Mental Health

Swimming and Dieting Can Slow Fifth Most Common Type of Cancer

By S.C. Stringfellow | Update Date: Sep 10, 2012 12:16 PM EDT

Swimming is perhaps the best exercise for your body; it can leave you sore and feeling refreshed all at once. While diet and exercise is touted with almost nauseating frequency as the best way to stave off diseases, a new study just published in the journal Applied Physiology, Nutrition, and Metabolism(APNM) not only reaffirms this idea but adds that swimming as an exercise method and dieting could help fight and may even prevent Hepatocellular Carcinoma, the fifth most common type of cancer worldwide and ranked third in cancer related deaths.

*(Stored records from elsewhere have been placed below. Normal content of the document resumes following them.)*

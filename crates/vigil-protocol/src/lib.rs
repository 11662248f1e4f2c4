//! vigil protocol - wire format between the daemon and its client
//!
//! The daemon streams plain UTF-8 text lines, one message per line, over a
//! single TCP connection. There is no framing beyond the trailing `\n`, no
//! acknowledgement and no structured encoding. Anything the client sends
//! back is treated as keep-alive traffic and only logged.

pub mod message;
pub mod parse;

pub use message::MonitorMessage;
pub use parse::ParseError;

/// Fixed TCP port the daemon listens on.
pub const DEFAULT_PORT: u16 = 8080;

/// Line a client may send to keep the link visibly alive.
pub const KEEPALIVE_LINE: &str = "ping";

/// Upper bound on a single inbound or outbound line, in bytes.
pub const MAX_LINE_LENGTH: usize = 1024;
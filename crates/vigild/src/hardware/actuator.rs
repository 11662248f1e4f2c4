use async_trait::async_trait;
use tracing::{info, warn};
use vigil_core::AlertPattern;

use super::ActuatorPanel;

/// Actuator panel that records each command in the log.
///
/// Used when no GPIO backend is wired in; the PWM and LED timing
/// primitives belong to the board driver, not to this crate.
#[derive(Debug, Clone, Copy, Default)]
pub struct LoggingActuatorPanel;

impl LoggingActuatorPanel {
    pub fn new() -> Self {
        Self
    }
}

#[async_trait]
impl ActuatorPanel for LoggingActuatorPanel {
    async fn alert(&self, pattern: AlertPattern) {
        warn!(
            blink_count = pattern.blink_count,
            interval_ms = pattern.interval.as_millis() as u64,
            "Alert LED pattern requested"
        );
    }

    async fn lock(&self, angle: u16) {
        info!(angle, "Lock servo moved");
    }
}
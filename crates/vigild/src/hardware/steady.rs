use async_trait::async_trait;
use vigil_core::{AxisTriplet, Bus, ClimateReading};

use super::SensorBus;

/// A sensor bus that reports the same readings forever.
#[derive(Debug, Clone, Copy, Default, PartialEq, Eq)]
pub struct SteadySensorBus {
    climate: ClimateReading,
    bus_a: AxisTriplet,
    bus_b: AxisTriplet,
}

impl SteadySensorBus {
    /// Creates a bus with fixed readings.
    pub fn new(climate: ClimateReading, bus_a: AxisTriplet, bus_b: AxisTriplet) -> Self {
        Self {
            climate,
            bus_a,
            bus_b,
        }
    }
}

#[async_trait]
impl SensorBus for SteadySensorBus {
    async fn read_climate(&self) -> ClimateReading {
        self.climate
    }

    async fn read_axis_triplet(&self, bus: Bus) -> AxisTriplet {
        match bus {
            Bus::A => self.bus_a,
            Bus::B => self.bus_b,
        }
    }
}

#[cfg(test)]
mod tests {
    use super::*;

    #[tokio::test]
    async fn test_default_is_nominal_and_still() {
        let bus = SteadySensorBus::default();
        assert_eq!(bus.read_climate().await, ClimateReading::NOMINAL);
        assert_eq!(bus.read_axis_triplet(Bus::A).await, AxisTriplet::ZERO);
        assert_eq!(bus.read_axis_triplet(Bus::B).await, AxisTriplet::ZERO);
    }

    #[tokio::test]
    async fn test_buses_are_distinct() {
        let bus = SteadySensorBus::new(
            ClimateReading::new(18, 50),
            AxisTriplet::new(1, 2, 3),
            AxisTriplet::new(4, 5, 6),
        );
        assert_eq!(bus.read_axis_triplet(Bus::A).await, AxisTriplet::new(1, 2, 3));
        assert_eq!(bus.read_axis_triplet(Bus::B).await, AxisTriplet::new(4, 5, 6));
    }
}
//! Alarm latch and the fixed actuator commands issued on a tamper event.

use std::time::Duration;

use serde::{Deserialize, Serialize};

/// Servo angle (degrees) that closes the display case lock.
pub const LOCK_ANGLE_CLOSED: u16 = 90;

/// LED pattern played when tampering is detected.
pub const TAMPER_ALERT: AlertPattern = AlertPattern {
    blink_count: 5,
    interval: Duration::from_millis(200),
};

/// A blink pattern for the alert LED.
#[derive(Debug, Clone, Copy, PartialEq, Eq)]
pub struct AlertPattern {
    /// Number of on/off cycles
    pub blink_count: u32,

    /// Duration of each on and each off phase
    pub interval: Duration,
}

/// How the alarm latch behaves once tripped.
#[derive(Debug, Clone, Copy, Default, PartialEq, Eq, Hash, Serialize, Deserialize)]
#[serde(rename_all = "snake_case")]
pub enum LatchPolicy {
    /// Alert on the first crossing, then stay silent for the rest of the session.
    #[default]
    OneShot,
}

/// The tamper alarm latch.
///
/// Starts armed. `trip` succeeds once; after that the latch stays tripped
/// until `rearm` is called explicitly. Nothing in the session re-arms it
/// automatically under [`LatchPolicy::OneShot`].
#[derive(Debug, Clone, Default, PartialEq, Eq)]
pub struct AlarmLatch {
    policy: LatchPolicy,
    tripped: bool,
}

impl AlarmLatch {
    /// Creates an armed latch with the given policy.
    pub fn new(policy: LatchPolicy) -> Self {
        Self {
            policy,
            tripped: false,
        }
    }

    /// Returns the latch policy.
    pub fn policy(&self) -> LatchPolicy {
        self.policy
    }

    /// Returns true if a crossing would raise an alarm.
    pub fn is_armed(&self) -> bool {
        !self.tripped
    }

    /// Returns true once the alarm has fired.
    pub fn is_tripped(&self) -> bool {
        self.tripped
    }

    /// Trips the latch. Returns false if it was already tripped.
    pub fn trip(&mut self) -> bool {
        match self.policy {
            LatchPolicy::OneShot => {
                if self.tripped {
                    return false;
                }
                self.tripped = true;
                true
            }
        }
    }

    /// Re-arms a tripped latch.
    pub fn rearm(&mut self) {
        self.tripped = false;
    }
}
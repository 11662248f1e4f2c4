//! vigil daemon - climate and tamper monitor for a single client
//!
//! Binds a TCP port, waits for one client, then streams climate status,
//! climate warnings and at most one tamper alert to it until either side
//! hangs up. The process exits when the session ends.
//!
//! # Usage
//!
//! ```bash
//! # Listen on 0.0.0.0:8080 with steady nominal sensors
//! vigild
//!
//! # Replay a recorded sensor script
//! vigild --script demos/tamper.toml
//!
//! # Compare the first motion reading against zero instead of itself
//! vigild --baseline zero --bind 127.0.0.1:9000
//! ```

use std::env;
use std::path::PathBuf;
use std::process;
use std::sync::Arc;

use anyhow::{Context, Result};
use clap::Parser;
use tokio_util::sync::CancellationToken;
use tracing::{error, info};
use tracing_subscriber::EnvFilter;

use vigil_core::BaselinePolicy;
use vigild::hardware::{LoggingActuatorPanel, ScriptedSensorBus, SensorBus, SteadySensorBus};
use vigild::{MonitorConfig, MonitorServer, DEFAULT_BIND_ADDR};

/// vigil daemon - single-board security monitor
#[derive(Parser, Debug)]
#[command(name = "vigild", version, about)]
struct Args {
    /// Address to listen on [env: VIGIL_BIND] [default: 0.0.0.0:8080]
    #[arg(long)]
    bind: Option<String>,

    /// TOML sensor script to replay instead of steady readings
    #[arg(long)]
    script: Option<PathBuf>,

    /// Motion baseline: `first-reading` or `zero`
    #[arg(long, default_value_t = BaselinePolicy::FirstReading)]
    baseline: BaselinePolicy,
}

#[tokio::main]
async fn main() -> Result<()> {
    let args = Args::parse();

    tracing_subscriber::fmt()
        .with_env_filter(
            EnvFilter::from_default_env()
                .add_directive("vigild=info".parse()?)
                .add_directive("vigil_core=info".parse()?),
        )
        .init();

    info!(
        version = env!("CARGO_PKG_VERSION"),
        pid = process::id(),
        "vigil daemon starting"
    );

    let bind_addr = args
        .bind
        .or_else(|| env::var("VIGIL_BIND").ok())
        .unwrap_or_else(|| DEFAULT_BIND_ADDR.to_string());

    let sensors: Arc<dyn SensorBus> = match &args.script {
        Some(path) => {
            let bus = ScriptedSensorBus::load(path)
                .await
                .with_context(|| format!("Failed to load sensor script {}", path.display()))?;
            info!(script = %path.display(), "Replaying sensor script");
            Arc::new(bus)
        }
        None => {
            info!("No sensor script given, using steady nominal readings");
            Arc::new(SteadySensorBus::default())
        }
    };

    let config = MonitorConfig {
        baseline: args.baseline,
        ..Default::default()
    };

    let cancel_token = CancellationToken::new();
    let shutdown_token = cancel_token.clone();
    tokio::spawn(async move {
        if let Err(e) = wait_for_shutdown_signal().await {
            error!(error = %e, "Error waiting for shutdown signal");
        }
        info!("Shutdown signal received");
        shutdown_token.cancel();
    });

    let server = MonitorServer::bind(
        &bind_addr,
        sensors,
        Arc::new(LoggingActuatorPanel::new()),
        config,
        cancel_token,
    )
    .await
    .context("Failed to start server")?;

    info!(addr = %bind_addr, baseline = %args.baseline, "Starting server");

    match server.run().await {
        Ok(summary) => {
            info!(
                end_reason = %summary.end_reason,
                alarm_triggered = summary.alarm_triggered,
                lines_sent = summary.lines_sent,
                "vigil daemon stopped"
            );
            Ok(())
        }
        Err(vigild::ServerError::Cancelled) => {
            info!("vigil daemon stopped before a client connected");
            Ok(())
        }
        Err(e) => {
            error!(error = %e, "Server error");
            Err(e.into())
        }
    }
}

async fn wait_for_shutdown_signal() -> Result<()> {
    #[cfg(unix)]
    {
        use tokio::signal::unix::{signal, SignalKind};

        let mut sigterm = signal(SignalKind::terminate())?;
        let mut sigint = signal(SignalKind::interrupt())?;

        tokio::select! {
            _ = sigterm.recv() => {
                info!("Received SIGTERM");
            }
            _ = sigint.recv() => {
                info!("Received SIGINT");
            }
        }
    }

    #[cfg(not(unix))]
    {
        tokio::signal::ctrl_c().await?;
        info!("Received Ctrl+C");
    }

    Ok(())
}
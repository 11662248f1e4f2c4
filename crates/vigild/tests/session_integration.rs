//! Integration tests for a full monitoring session over TCP.
//!
//! These tests bind a real `MonitorServer` on an ephemeral port, connect a
//! client, and check what arrives on the wire, what the actuators were told
//! to do, and how the session ends.
//!
//! Tests CAN use `.unwrap()` and `.expect()` - this is allowed.

use std::net::SocketAddr;
use std::sync::Arc;
use std::time::Duration;

use async_trait::async_trait;
use tokio::io::{AsyncBufReadExt, AsyncWriteExt, BufReader};
use tokio::net::tcp::{OwnedReadHalf, OwnedWriteHalf};
use tokio::net::TcpStream;
use tokio::sync::Mutex;
use tokio::task::JoinHandle;
use tokio::time::timeout;
use tokio_util::sync::CancellationToken;
use vigil_core::{AlertPattern, AxisTriplet, BaselinePolicy, ClimateReading, THRESHOLD};
use vigil_protocol::MonitorMessage;
use vigild::hardware::{ActuatorPanel, ScriptedSensorBus, SensorBus};
use vigild::{EndReason, MonitorConfig, MonitorServer, ServerError, SessionSummary};

// ============================================================================
// Constants
// ============================================================================

/// Upper bound for any single wait in these tests
const STEP_TIMEOUT: Duration = Duration::from_secs(5);

// ============================================================================
// Test Helpers
// ============================================================================

#[derive(Debug, Clone, PartialEq, Eq)]
enum ActuatorCall {
    Alert(AlertPattern),
    Lock(u16),
}

/// Actuator panel that remembers every command.
#[derive(Default)]
struct RecordingPanel {
    calls: Mutex<Vec<ActuatorCall>>,
}

#[async_trait]
impl ActuatorPanel for RecordingPanel {
    async fn alert(&self, pattern: AlertPattern) {
        self.calls.lock().await.push(ActuatorCall::Alert(pattern));
    }

    async fn lock(&self, angle: u16) {
        self.calls.lock().await.push(ActuatorCall::Lock(angle));
    }
}

/// A running server plus handles the tests need.
struct TestServer {
    addr: SocketAddr,
    panel: Arc<RecordingPanel>,
    cancel_token: CancellationToken,
    handle: JoinHandle<Result<SessionSummary, ServerError>>,
}

impl TestServer {
    /// Spawns a server with fast poll intervals.
    async fn spawn(sensors: Arc<dyn SensorBus>) -> Self {
        let panel = Arc::new(RecordingPanel::default());
        let cancel_token = CancellationToken::new();
        let config = MonitorConfig {
            climate_interval: Duration::from_millis(50),
            motion_interval: Duration::from_millis(10),
            baseline: BaselinePolicy::FirstReading,
            ..Default::default()
        };

        let server = MonitorServer::bind(
            "127.0.0.1:0",
            sensors,
            panel.clone(),
            config,
            cancel_token.clone(),
        )
        .await
        .expect("bind server");
        let addr = server.local_addr().expect("local addr");

        let handle = tokio::spawn(server.run());

        TestServer {
            addr,
            panel,
            cancel_token,
            handle,
        }
    }

    async fn connect(&self) -> TestClient {
        let stream = TcpStream::connect(self.addr).await.expect("connect");
        TestClient::new(stream)
    }

    async fn finish(self) -> Result<SessionSummary, ServerError> {
        timeout(STEP_TIMEOUT, self.handle)
            .await
            .expect("server finished in time")
            .expect("server task joined")
    }
}

struct TestClient {
    reader: BufReader<OwnedReadHalf>,
    writer: OwnedWriteHalf,
}

impl TestClient {
    fn new(stream: TcpStream) -> Self {
        let (reader, writer) = stream.into_split();
        Self {
            reader: BufReader::new(reader),
            writer,
        }
    }

    /// Reads one line; `None` on EOF.
    async fn recv_line(&mut self) -> Option<String> {
        let mut line = String::new();
        let n = timeout(STEP_TIMEOUT, self.reader.read_line(&mut line))
            .await
            .expect("line arrived in time")
            .expect("read line");
        (n > 0).then_some(line)
    }

    /// Reads lines until `pred` matches one, returning everything read.
    async fn recv_until(&mut self, pred: impl Fn(&str) -> bool) -> Vec<String> {
        let mut seen = Vec::new();
        while let Some(line) = self.recv_line().await {
            let done = pred(&line);
            seen.push(line);
            if done {
                return seen;
            }
        }
        panic!("connection closed before expected line; saw {seen:?}");
    }

    async fn send(&mut self, text: &str) {
        self.writer.write_all(text.as_bytes()).await.unwrap();
        self.writer.flush().await.unwrap();
    }

    /// Half-closes the connection; the daemon sees EOF.
    async fn close_write(&mut self) {
        self.writer.shutdown().await.unwrap();
    }

    /// Hangs up cleanly and drains whatever the daemon still sends.
    async fn hang_up(mut self) -> Vec<String> {
        self.close_write().await;
        let mut rest = Vec::new();
        while let Some(line) = self.recv_line().await {
            rest.push(line);
        }
        rest
    }
}

fn still() -> AxisTriplet {
    AxisTriplet::new(0, 0, 256)
}

// ============================================================================
// Tests
// ============================================================================

#[tokio::test]
async fn test_status_line_arrives_and_disconnect_ends_session() {
    let sensors = Arc::new(ScriptedSensorBus::from_readings(
        vec![ClimateReading::new(25, 35)],
        vec![still()],
        vec![still()],
    ));
    let server = TestServer::spawn(sensors).await;
    let mut client = server.connect().await;

    let line = client.recv_line().await.unwrap();
    assert_eq!(line, "현재 온도: 25°C, 현재 습도: 35%\n");

    client.send("ping\n").await;
    client.hang_up().await;

    let summary = server.finish().await.unwrap();
    assert_eq!(summary.end_reason, EndReason::ClientDisconnected);
    assert!(!summary.alarm_triggered);
    assert!(summary.lines_sent >= 1);
}

#[tokio::test]
async fn test_out_of_range_reading_sends_warning() {
    let sensors = Arc::new(ScriptedSensorBus::from_readings(
        vec![ClimateReading::new(31, 35)],
        vec![still()],
        vec![still()],
    ));
    let server = TestServer::spawn(sensors).await;
    let mut client = server.connect().await;

    assert_eq!(
        client.recv_line().await.unwrap(),
        "현재 온도: 31°C, 현재 습도: 35%\n"
    );
    assert_eq!(
        client.recv_line().await.unwrap(),
        "온습도 경고: 온도=31°C, 습도=35%\n"
    );

    client.hang_up().await;
    server.finish().await.unwrap();
}

#[tokio::test]
async fn test_tamper_alert_is_sent_once() {
    let bump = AxisTriplet::new(0, 0, 256 + THRESHOLD as i32);
    // Every reading after the baseline alternates, so every cycle crosses.
    let mut bus_a = vec![still()];
    for _ in 0..20 {
        bus_a.push(bump);
        bus_a.push(still());
    }
    let sensors = Arc::new(ScriptedSensorBus::from_readings(
        vec![ClimateReading::new(25, 35)],
        bus_a,
        vec![still()],
    ));
    let server = TestServer::spawn(sensors).await;
    let mut client = server.connect().await;

    client.recv_until(|line| line == "도난 감지됨!\n").await;

    // Let the remaining crossings play out; no further alert may appear.
    tokio::time::sleep(Duration::from_millis(500)).await;
    let rest = client.hang_up().await;
    assert!(
        rest.iter().all(|line| line != "도난 감지됨!\n"),
        "tamper alert repeated: {rest:?}"
    );
    for line in &rest {
        line.parse::<MonitorMessage>().expect("well-formed line");
    }

    let summary = server.finish().await.unwrap();
    assert!(summary.alarm_triggered);
    assert_eq!(summary.end_reason, EndReason::ClientDisconnected);
}

#[tokio::test]
async fn test_actuators_driven_once_on_tamper() {
    let bump = AxisTriplet::new(THRESHOLD as i32, 0, 256);
    let sensors = Arc::new(ScriptedSensorBus::from_readings(
        vec![],
        vec![still(), still(), bump, still(), bump],
        vec![still()],
    ));
    let server = TestServer::spawn(sensors).await;
    let mut client = server.connect().await;

    client.recv_until(|line| line == "도난 감지됨!\n").await;
    tokio::time::sleep(Duration::from_millis(200)).await;

    let calls = server.panel.calls.lock().await.clone();
    assert_eq!(
        calls,
        vec![
            ActuatorCall::Alert(vigil_core::TAMPER_ALERT),
            ActuatorCall::Lock(vigil_core::LOCK_ANGLE_CLOSED),
        ]
    );

    client.hang_up().await;
    server.finish().await.unwrap();
}

#[tokio::test]
async fn test_second_client_is_refused() {
    let sensors = Arc::new(ScriptedSensorBus::from_readings(vec![], vec![], vec![]));
    let server = TestServer::spawn(sensors).await;
    let mut first = server.connect().await;
    first.recv_line().await.unwrap();

    // The listening socket is closed once the first client is accepted.
    assert!(TcpStream::connect(server.addr).await.is_err());

    first.hang_up().await;
    server.finish().await.unwrap();
}

#[tokio::test]
async fn test_shutdown_before_client_connects() {
    let sensors = Arc::new(ScriptedSensorBus::from_readings(vec![], vec![], vec![]));
    let server = TestServer::spawn(sensors).await;

    server.cancel_token.cancel();
    let result = server.finish().await;
    assert!(matches!(result, Err(ServerError::Cancelled)));
}

#[tokio::test]
async fn test_shutdown_during_session_closes_connection() {
    let sensors = Arc::new(ScriptedSensorBus::from_readings(vec![], vec![], vec![]));
    let server = TestServer::spawn(sensors).await;
    let mut client = server.connect().await;
    client.recv_line().await.unwrap();

    server.cancel_token.cancel();

    // Drain until EOF: the daemon shuts down its write half.
    while client.recv_line().await.is_some() {}

    let summary = server.finish().await.unwrap();
    assert_eq!(summary.end_reason, EndReason::ShutdownRequested);
}

#[tokio::test]
async fn test_bind_conflict_is_reported() {
    let sensors: Arc<dyn SensorBus> =
        Arc::new(ScriptedSensorBus::from_readings(vec![], vec![], vec![]));
    let panel = Arc::new(RecordingPanel::default());
    let first = MonitorServer::bind(
        "127.0.0.1:0",
        sensors.clone(),
        panel.clone(),
        MonitorConfig::default(),
        CancellationToken::new(),
    )
    .await
    .unwrap();
    let addr = first.local_addr().unwrap().to_string();

    let err = MonitorServer::bind(
        &addr,
        sensors,
        panel,
        MonitorConfig::default(),
        CancellationToken::new(),
    )
    .await
    .err()
    .expect("second bind must fail");
    assert!(matches!(err, ServerError::Bind { .. }));
}
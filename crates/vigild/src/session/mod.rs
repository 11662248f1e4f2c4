//! One client session: three concurrent loops over one connection.
//!
//! # Lifecycle
//!
//! ```text
//! Listening ──accept──▶ Connected ──first loop exits──▶ Disconnecting ──▶ Closed
//! ```
//!
//! `Listening` belongs to the server, before the accept. A session starts
//! `Connected` with the environment monitor, the motion monitor and the
//! link listener running as separate tasks. The first task to return, for
//! any reason, decides the [`EndReason`] and cancels the session token. The
//! remaining tasks stop at their next await point, the write half is shut
//! down, and the session reports `Closed`.
//!
//! # Panic-Free Guarantees
//!
//! This module follows the panic-free policy:
//! - No `.unwrap()`, `.expect()`, `panic!()`, `unreachable!()`, `todo!()`
//! - A panicking loop task is reported as [`EndReason::TaskFailed`]

mod listener;
mod output;

pub use listener::{ClientLinkListener, ClientReader};
pub use output::{ClientWriter, OutputChannel};

use std::fmt;
use std::net::SocketAddr;
use std::sync::Arc;

use tokio::io::{AsyncRead, AsyncWrite};
use tokio::net::TcpStream;
use tokio::sync::watch;
use tokio::task::JoinSet;
use tokio_util::sync::CancellationToken;
use tracing::{debug, info, warn};

use crate::config::MonitorConfig;
use crate::hardware::{ActuatorPanel, SensorBus};
use crate::monitor::{EnvironmentMonitor, LoopExit, MotionMonitor};

/// Session-level connection state.
#[derive(Debug, Clone, Copy, PartialEq, Eq)]
pub enum SessionState {
    Listening,
    Connected,
    Disconnecting,
    Closed,
}

impl fmt::Display for SessionState {
    fn fmt(&self, f: &mut fmt::Formatter<'_>) -> fmt::Result {
        let name = match self {
            SessionState::Listening => "listening",
            SessionState::Connected => "connected",
            SessionState::Disconnecting => "disconnecting",
            SessionState::Closed => "closed",
        };
        f.write_str(name)
    }
}

/// Errors that end a session loop.
#[derive(Debug, Clone, PartialEq, Eq, thiserror::Error)]
pub enum SessionError {
    #[error("Write to client failed: {0}")]
    Write(String),

    #[error("Write to client timed out")]
    WriteTimeout,

    #[error("Read from client failed: {0}")]
    Read(String),
}

/// Why a session ended.
#[derive(Debug, Clone, PartialEq, Eq)]
pub enum EndReason {
    /// The client closed the connection
    ClientDisconnected,

    /// Reading from the client failed
    ReadFailed(String),

    /// Writing to the client failed or timed out
    WriteFailed(String),

    /// The daemon was asked to shut down
    ShutdownRequested,

    /// A loop task panicked or was aborted
    TaskFailed(String),
}

impl fmt::Display for EndReason {
    fn fmt(&self, f: &mut fmt::Formatter<'_>) -> fmt::Result {
        match self {
            EndReason::ClientDisconnected => write!(f, "client disconnected"),
            EndReason::ReadFailed(e) => write!(f, "read failed: {e}"),
            EndReason::WriteFailed(e) => write!(f, "write failed: {e}"),
            EndReason::ShutdownRequested => write!(f, "shutdown requested"),
            EndReason::TaskFailed(e) => write!(f, "task failed: {e}"),
        }
    }
}

/// Outcome of a finished session.
#[derive(Debug, Clone, PartialEq, Eq)]
pub struct SessionSummary {
    /// Why the session ended
    pub end_reason: EndReason,

    /// Whether the tamper alarm fired
    pub alarm_triggered: bool,

    /// Lines fully written to the client
    pub lines_sent: u64,
}

/// Which session loop a report comes from.
#[derive(Debug, Clone, Copy, PartialEq, Eq)]
enum LoopKind {
    Environment,
    Motion,
    Listener,
}

impl fmt::Display for LoopKind {
    fn fmt(&self, f: &mut fmt::Formatter<'_>) -> fmt::Result {
        let name = match self {
            LoopKind::Environment => "environment",
            LoopKind::Motion => "motion",
            LoopKind::Listener => "listener",
        };
        f.write_str(name)
    }
}

/// What a loop task hands back when it finishes.
#[derive(Debug)]
struct LoopReport {
    kind: LoopKind,
    result: Result<LoopExit, SessionError>,
    alarm_triggered: bool,
}

impl LoopReport {
    fn end_reason(&self) -> EndReason {
        match &self.result {
            Ok(LoopExit::LinkClosed) => EndReason::ClientDisconnected,
            Ok(LoopExit::Cancelled) => EndReason::ShutdownRequested,
            Err(SessionError::Read(e)) => EndReason::ReadFailed(e.clone()),
            Err(e @ (SessionError::Write(_) | SessionError::WriteTimeout)) => {
                EndReason::WriteFailed(e.to_string())
            }
        }
    }
}

/// A single client session.
pub struct Session {
    peer: Option<SocketAddr>,
    listener: ClientLinkListener,
    output: OutputChannel,
    sensors: Arc<dyn SensorBus>,
    actuators: Arc<dyn ActuatorPanel>,
    config: MonitorConfig,
    cancel_token: CancellationToken,
    state_tx: watch::Sender<SessionState>,
}

impl Session {
    /// Creates a session over an arbitrary read/write pair.
    ///
    /// `cancel_token` is owned by the session: it is cancelled on teardown.
    /// Pass a child token to let an outer shutdown end the session too.
    pub fn new(
        reader: impl AsyncRead + Send + Unpin + 'static,
        writer: impl AsyncWrite + Send + Unpin + 'static,
        sensors: Arc<dyn SensorBus>,
        actuators: Arc<dyn ActuatorPanel>,
        config: MonitorConfig,
        cancel_token: CancellationToken,
    ) -> Self {
        let (state_tx, _) = watch::channel(SessionState::Connected);
        Self {
            peer: None,
            listener: ClientLinkListener::new(reader, cancel_token.clone()),
            output: OutputChannel::new(writer, config.write_timeout),
            sensors,
            actuators,
            config,
            cancel_token,
            state_tx,
        }
    }

    /// Creates a session over an accepted TCP connection.
    pub fn from_tcp(
        stream: TcpStream,
        sensors: Arc<dyn SensorBus>,
        actuators: Arc<dyn ActuatorPanel>,
        config: MonitorConfig,
        cancel_token: CancellationToken,
    ) -> Self {
        let peer = stream.peer_addr().ok();
        let (reader, writer) = stream.into_split();
        let mut session = Self::new(reader, writer, sensors, actuators, config, cancel_token);
        session.peer = peer;
        session
    }

    /// Returns the current state.
    pub fn state(&self) -> SessionState {
        *self.state_tx.borrow()
    }

    /// Subscribes to state transitions.
    pub fn watch_state(&self) -> watch::Receiver<SessionState> {
        self.state_tx.subscribe()
    }

    /// Runs the session to completion.
    pub async fn run(self) -> SessionSummary {
        let Session {
            peer,
            mut listener,
            output,
            sensors,
            actuators,
            config,
            cancel_token,
            state_tx,
        } = self;

        info!(peer = ?peer, "Session started");

        let mut tasks = JoinSet::new();

        let environment = EnvironmentMonitor::new(
            Arc::clone(&sensors),
            output.clone(),
            config.climate_interval,
            cancel_token.clone(),
        );
        tasks.spawn(async move {
            LoopReport {
                kind: LoopKind::Environment,
                result: environment.run().await,
                alarm_triggered: false,
            }
        });

        let mut motion = MotionMonitor::new(
            sensors,
            actuators,
            output.clone(),
            config.baseline,
            config.latch,
            config.motion_interval,
            cancel_token.clone(),
        );
        tasks.spawn(async move {
            let result = motion.run().await;
            LoopReport {
                kind: LoopKind::Motion,
                result,
                alarm_triggered: motion.alarm_triggered(),
            }
        });

        tasks.spawn(async move {
            LoopReport {
                kind: LoopKind::Listener,
                result: listener.run().await,
                alarm_triggered: false,
            }
        });

        let first = tasks.join_next().await;
        transition(&state_tx, SessionState::Disconnecting);
        cancel_token.cancel();

        let mut alarm_triggered = false;
        let end_reason = match first {
            Some(Ok(report)) => {
                info!(task = %report.kind, result = ?report.result, "Session loop ended");
                alarm_triggered |= report.alarm_triggered;
                report.end_reason()
            }
            Some(Err(e)) => {
                warn!(error = %e, "Session loop task failed");
                EndReason::TaskFailed(e.to_string())
            }
            None => EndReason::ShutdownRequested,
        };

        while let Some(joined) = tasks.join_next().await {
            match joined {
                Ok(report) => {
                    debug!(task = %report.kind, result = ?report.result, "Session loop stopped");
                    alarm_triggered |= report.alarm_triggered;
                }
                Err(e) => warn!(error = %e, "Session loop task failed during teardown"),
            }
        }

        if let Err(e) = output.close().await {
            debug!(error = %e, "Failed to shut down client writer");
        }
        transition(&state_tx, SessionState::Closed);

        let summary = SessionSummary {
            end_reason,
            alarm_triggered,
            lines_sent: output.lines_sent(),
        };
        info!(
            peer = ?peer,
            reason = %summary.end_reason,
            alarm_triggered = summary.alarm_triggered,
            lines_sent = summary.lines_sent,
            "Session closed"
        );
        summary
    }
}

fn transition(state_tx: &watch::Sender<SessionState>, next: SessionState) {
    let previous = state_tx.send_replace(next);
    debug!(from = %previous, to = %next, "Session state changed");
}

"Clinical and experimental studies have shown that physical exercise focused on core and cardio traing, such as swimming, helps to prevent cancer and improving quality of life," says Dr. Luís Fernando Barbisan, a coauthor of this study and a researcher in the Department of Morphology at the Institute of Biosciences of São Paulo State University in Brazil.

The experiment also showed that without a low-calorie diet, high in cancer fighting agents,  no amount of exercise will have an effect.

The authors' findings are an important illustration of how both nutrition and activity levels impact health issues. We often think that these lifestyle factors only influence good health but this work demonstrates that the quality of nutrition and the degree of activity both influence ill health in terms of the progression of liver cancer. This investigation highlights that we can dramatically alter our health status via exercise and nutrition.

According to WebMD a cancer diet would consist of folate, vitamin D, plenty of tea, ginger (try to combine both the tea and the ginger for maximum effects) and Cruciferous vegetables, such as broccoli and cabbage.

This diet consists of foods that all have specific properties suitable for fighting anything from ovarian cancer to pancreatic carcinomas.